◆ **PROBLEM TO WORK ON**: Search the data for "lifecycle" and copy every matching line.
═════ SUPPLIED ENTRIES
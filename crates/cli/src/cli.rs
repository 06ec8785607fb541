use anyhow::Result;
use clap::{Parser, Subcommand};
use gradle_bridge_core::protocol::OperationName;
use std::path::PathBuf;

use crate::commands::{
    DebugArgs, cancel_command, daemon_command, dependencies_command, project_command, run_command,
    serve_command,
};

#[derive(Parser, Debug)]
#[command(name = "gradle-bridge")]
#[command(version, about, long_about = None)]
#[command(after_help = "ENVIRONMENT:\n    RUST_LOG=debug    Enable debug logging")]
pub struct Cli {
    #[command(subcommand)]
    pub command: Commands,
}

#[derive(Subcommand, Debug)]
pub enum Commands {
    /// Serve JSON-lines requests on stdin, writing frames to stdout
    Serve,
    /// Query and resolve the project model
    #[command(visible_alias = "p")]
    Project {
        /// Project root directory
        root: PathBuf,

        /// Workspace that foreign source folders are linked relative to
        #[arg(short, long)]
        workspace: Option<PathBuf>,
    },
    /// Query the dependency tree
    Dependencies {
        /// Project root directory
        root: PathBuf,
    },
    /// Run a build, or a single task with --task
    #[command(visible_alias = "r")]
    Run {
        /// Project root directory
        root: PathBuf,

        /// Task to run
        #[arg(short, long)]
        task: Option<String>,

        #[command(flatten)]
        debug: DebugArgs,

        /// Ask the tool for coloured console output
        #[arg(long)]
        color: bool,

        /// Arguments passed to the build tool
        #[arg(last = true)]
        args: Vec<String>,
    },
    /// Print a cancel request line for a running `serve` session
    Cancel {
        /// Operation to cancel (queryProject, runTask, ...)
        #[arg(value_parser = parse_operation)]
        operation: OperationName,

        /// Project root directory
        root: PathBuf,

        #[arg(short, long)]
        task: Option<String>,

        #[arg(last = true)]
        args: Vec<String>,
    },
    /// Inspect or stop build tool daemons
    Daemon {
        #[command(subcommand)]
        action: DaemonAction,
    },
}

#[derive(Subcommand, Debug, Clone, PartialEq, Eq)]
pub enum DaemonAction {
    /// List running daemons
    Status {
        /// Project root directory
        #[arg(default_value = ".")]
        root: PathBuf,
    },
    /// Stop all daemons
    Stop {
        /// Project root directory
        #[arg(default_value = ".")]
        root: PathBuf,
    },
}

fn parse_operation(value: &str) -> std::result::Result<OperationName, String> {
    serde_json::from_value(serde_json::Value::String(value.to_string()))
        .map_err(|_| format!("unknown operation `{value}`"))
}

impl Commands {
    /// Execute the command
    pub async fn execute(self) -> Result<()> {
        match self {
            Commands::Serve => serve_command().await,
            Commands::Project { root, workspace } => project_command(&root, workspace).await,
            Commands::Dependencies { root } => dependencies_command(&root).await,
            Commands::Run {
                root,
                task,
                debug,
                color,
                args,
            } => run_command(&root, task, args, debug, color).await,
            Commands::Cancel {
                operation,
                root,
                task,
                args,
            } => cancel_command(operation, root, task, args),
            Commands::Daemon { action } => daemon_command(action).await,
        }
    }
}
══════════
═════ SUPPLIED ENTRIES
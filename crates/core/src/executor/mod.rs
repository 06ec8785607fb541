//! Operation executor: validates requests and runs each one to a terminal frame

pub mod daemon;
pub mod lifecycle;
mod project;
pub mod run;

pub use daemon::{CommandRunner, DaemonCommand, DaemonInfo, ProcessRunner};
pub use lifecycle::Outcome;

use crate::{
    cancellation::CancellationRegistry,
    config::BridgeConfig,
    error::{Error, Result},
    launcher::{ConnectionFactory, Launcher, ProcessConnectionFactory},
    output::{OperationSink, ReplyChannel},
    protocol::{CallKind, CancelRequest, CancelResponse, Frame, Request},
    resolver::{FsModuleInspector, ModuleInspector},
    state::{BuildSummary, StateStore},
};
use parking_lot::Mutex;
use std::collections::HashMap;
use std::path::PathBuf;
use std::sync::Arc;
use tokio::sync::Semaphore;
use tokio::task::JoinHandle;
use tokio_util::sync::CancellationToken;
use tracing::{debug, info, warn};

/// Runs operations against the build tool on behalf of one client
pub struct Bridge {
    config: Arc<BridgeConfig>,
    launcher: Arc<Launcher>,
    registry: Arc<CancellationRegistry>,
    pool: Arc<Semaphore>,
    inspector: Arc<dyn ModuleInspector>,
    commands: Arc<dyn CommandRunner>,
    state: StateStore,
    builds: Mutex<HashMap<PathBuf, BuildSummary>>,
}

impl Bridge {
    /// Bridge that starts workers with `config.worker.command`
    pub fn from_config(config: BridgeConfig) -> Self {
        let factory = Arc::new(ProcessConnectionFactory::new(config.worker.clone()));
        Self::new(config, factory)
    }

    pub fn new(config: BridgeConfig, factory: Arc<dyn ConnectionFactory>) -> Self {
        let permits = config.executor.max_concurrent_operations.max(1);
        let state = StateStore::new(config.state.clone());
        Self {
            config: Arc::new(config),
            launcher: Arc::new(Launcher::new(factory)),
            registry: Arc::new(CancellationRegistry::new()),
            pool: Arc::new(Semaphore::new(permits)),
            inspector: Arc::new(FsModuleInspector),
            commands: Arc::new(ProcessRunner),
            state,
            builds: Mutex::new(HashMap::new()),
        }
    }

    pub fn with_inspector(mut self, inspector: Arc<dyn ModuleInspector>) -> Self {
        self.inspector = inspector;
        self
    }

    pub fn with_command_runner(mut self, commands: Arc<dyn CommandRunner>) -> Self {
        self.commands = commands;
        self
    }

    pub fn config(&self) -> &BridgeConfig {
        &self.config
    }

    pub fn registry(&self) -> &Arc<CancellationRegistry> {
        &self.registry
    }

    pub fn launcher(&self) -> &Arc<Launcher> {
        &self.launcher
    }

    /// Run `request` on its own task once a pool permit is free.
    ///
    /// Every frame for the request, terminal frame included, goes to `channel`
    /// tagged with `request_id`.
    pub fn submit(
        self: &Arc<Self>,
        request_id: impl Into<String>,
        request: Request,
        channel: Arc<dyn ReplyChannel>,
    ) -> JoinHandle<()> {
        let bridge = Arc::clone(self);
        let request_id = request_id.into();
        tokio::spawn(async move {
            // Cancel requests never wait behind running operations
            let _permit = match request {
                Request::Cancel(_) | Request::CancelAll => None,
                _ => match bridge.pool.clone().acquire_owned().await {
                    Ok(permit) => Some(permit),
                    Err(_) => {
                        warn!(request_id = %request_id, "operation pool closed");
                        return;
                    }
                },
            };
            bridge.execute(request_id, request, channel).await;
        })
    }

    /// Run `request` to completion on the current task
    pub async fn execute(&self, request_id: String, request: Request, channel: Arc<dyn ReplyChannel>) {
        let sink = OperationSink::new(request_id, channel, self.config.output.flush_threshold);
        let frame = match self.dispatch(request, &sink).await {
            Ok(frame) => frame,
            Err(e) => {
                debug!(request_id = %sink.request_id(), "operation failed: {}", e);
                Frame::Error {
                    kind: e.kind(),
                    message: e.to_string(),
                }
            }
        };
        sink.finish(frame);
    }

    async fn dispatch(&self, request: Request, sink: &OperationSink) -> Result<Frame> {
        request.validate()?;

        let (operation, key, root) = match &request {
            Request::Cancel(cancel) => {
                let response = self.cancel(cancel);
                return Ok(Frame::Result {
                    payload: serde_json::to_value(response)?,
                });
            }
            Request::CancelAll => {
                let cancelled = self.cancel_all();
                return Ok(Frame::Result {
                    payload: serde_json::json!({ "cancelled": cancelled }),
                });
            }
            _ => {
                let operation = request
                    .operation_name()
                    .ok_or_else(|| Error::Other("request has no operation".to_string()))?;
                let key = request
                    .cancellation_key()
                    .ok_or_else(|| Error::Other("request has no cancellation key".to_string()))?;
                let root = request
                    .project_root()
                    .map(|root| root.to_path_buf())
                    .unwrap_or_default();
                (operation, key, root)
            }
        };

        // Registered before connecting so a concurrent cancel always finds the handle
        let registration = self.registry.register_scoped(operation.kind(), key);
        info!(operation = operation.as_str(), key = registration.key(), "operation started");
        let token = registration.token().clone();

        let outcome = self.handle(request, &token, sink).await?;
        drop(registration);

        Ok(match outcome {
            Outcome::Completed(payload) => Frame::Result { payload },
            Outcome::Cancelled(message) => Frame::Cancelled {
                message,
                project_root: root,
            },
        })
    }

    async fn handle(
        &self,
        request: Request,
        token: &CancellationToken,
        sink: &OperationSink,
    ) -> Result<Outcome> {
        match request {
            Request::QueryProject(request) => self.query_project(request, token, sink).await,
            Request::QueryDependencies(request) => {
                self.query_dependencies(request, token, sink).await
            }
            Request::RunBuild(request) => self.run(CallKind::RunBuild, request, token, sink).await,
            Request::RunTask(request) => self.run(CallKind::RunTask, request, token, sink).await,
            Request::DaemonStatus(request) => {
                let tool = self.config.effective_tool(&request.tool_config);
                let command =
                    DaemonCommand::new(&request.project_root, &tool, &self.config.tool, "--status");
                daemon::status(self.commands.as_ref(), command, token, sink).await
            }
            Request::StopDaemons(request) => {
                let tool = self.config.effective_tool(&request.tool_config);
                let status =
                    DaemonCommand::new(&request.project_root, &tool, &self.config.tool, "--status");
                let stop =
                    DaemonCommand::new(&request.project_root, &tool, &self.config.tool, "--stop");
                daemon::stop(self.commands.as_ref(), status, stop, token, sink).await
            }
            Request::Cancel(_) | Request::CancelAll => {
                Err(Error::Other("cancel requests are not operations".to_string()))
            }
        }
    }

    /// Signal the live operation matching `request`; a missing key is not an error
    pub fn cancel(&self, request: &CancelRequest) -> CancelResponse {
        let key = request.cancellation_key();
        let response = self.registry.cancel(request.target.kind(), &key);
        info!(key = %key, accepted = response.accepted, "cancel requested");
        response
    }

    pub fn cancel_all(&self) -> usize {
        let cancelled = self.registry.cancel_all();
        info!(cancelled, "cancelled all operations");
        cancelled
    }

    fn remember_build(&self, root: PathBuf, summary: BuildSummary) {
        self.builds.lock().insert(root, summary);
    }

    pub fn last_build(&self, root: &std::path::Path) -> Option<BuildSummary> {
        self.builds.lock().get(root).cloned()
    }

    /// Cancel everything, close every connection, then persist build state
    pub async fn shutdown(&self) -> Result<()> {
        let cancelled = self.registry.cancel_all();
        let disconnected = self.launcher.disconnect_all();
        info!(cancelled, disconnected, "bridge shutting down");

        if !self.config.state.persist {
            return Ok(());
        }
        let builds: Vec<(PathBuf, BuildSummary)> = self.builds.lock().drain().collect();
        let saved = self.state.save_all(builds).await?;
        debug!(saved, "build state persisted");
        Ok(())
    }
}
══════════
═════ SUPPLIED ENTRIES
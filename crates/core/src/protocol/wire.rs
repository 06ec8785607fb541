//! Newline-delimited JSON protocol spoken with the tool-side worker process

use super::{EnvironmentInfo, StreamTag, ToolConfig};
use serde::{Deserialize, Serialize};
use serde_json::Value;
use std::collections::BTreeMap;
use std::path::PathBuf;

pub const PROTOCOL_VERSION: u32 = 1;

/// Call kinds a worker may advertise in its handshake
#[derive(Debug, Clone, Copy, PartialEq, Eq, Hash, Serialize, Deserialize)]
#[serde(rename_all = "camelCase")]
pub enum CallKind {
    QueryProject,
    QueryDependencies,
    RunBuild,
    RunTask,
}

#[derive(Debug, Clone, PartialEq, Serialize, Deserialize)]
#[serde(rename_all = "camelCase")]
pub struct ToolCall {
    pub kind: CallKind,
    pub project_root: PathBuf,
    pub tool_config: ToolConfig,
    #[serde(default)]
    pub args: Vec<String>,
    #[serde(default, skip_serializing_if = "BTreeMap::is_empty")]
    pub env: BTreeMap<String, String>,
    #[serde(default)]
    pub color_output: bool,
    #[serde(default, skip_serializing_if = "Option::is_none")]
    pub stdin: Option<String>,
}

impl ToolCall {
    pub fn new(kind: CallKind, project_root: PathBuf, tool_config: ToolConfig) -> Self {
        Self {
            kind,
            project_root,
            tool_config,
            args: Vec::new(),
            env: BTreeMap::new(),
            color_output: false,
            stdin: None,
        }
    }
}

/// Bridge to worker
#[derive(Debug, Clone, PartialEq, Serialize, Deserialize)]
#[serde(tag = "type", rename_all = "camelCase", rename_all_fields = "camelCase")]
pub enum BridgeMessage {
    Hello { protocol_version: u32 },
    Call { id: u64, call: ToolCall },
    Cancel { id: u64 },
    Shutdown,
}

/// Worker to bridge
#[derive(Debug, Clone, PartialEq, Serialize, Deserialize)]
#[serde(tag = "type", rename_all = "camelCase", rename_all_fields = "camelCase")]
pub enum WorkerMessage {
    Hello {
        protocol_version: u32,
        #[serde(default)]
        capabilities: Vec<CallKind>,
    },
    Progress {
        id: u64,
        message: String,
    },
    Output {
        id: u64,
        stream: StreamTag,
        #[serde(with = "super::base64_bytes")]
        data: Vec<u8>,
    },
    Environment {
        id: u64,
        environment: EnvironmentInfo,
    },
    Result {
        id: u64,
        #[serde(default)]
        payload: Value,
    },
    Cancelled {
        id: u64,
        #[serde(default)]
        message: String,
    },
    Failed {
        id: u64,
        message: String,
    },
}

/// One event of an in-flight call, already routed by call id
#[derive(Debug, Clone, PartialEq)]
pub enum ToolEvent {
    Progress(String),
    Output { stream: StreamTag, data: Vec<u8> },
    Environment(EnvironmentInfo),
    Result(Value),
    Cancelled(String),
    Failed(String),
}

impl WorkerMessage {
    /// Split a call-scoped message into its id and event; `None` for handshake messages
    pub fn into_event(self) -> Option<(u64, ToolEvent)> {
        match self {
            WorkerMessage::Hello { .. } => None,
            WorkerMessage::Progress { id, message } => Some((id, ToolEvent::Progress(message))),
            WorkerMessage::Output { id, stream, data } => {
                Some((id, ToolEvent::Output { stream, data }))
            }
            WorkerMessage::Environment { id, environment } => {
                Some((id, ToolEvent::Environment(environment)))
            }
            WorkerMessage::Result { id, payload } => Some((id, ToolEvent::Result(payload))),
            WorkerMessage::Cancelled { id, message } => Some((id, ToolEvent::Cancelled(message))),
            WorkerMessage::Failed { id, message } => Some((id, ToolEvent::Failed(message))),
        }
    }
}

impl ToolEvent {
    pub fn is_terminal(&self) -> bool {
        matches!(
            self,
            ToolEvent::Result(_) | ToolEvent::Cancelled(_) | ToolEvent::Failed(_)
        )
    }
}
══════════
◆ **EXERCISE RESPONSE**:
pub mod lifecycle;
pub use lifecycle::Outcome;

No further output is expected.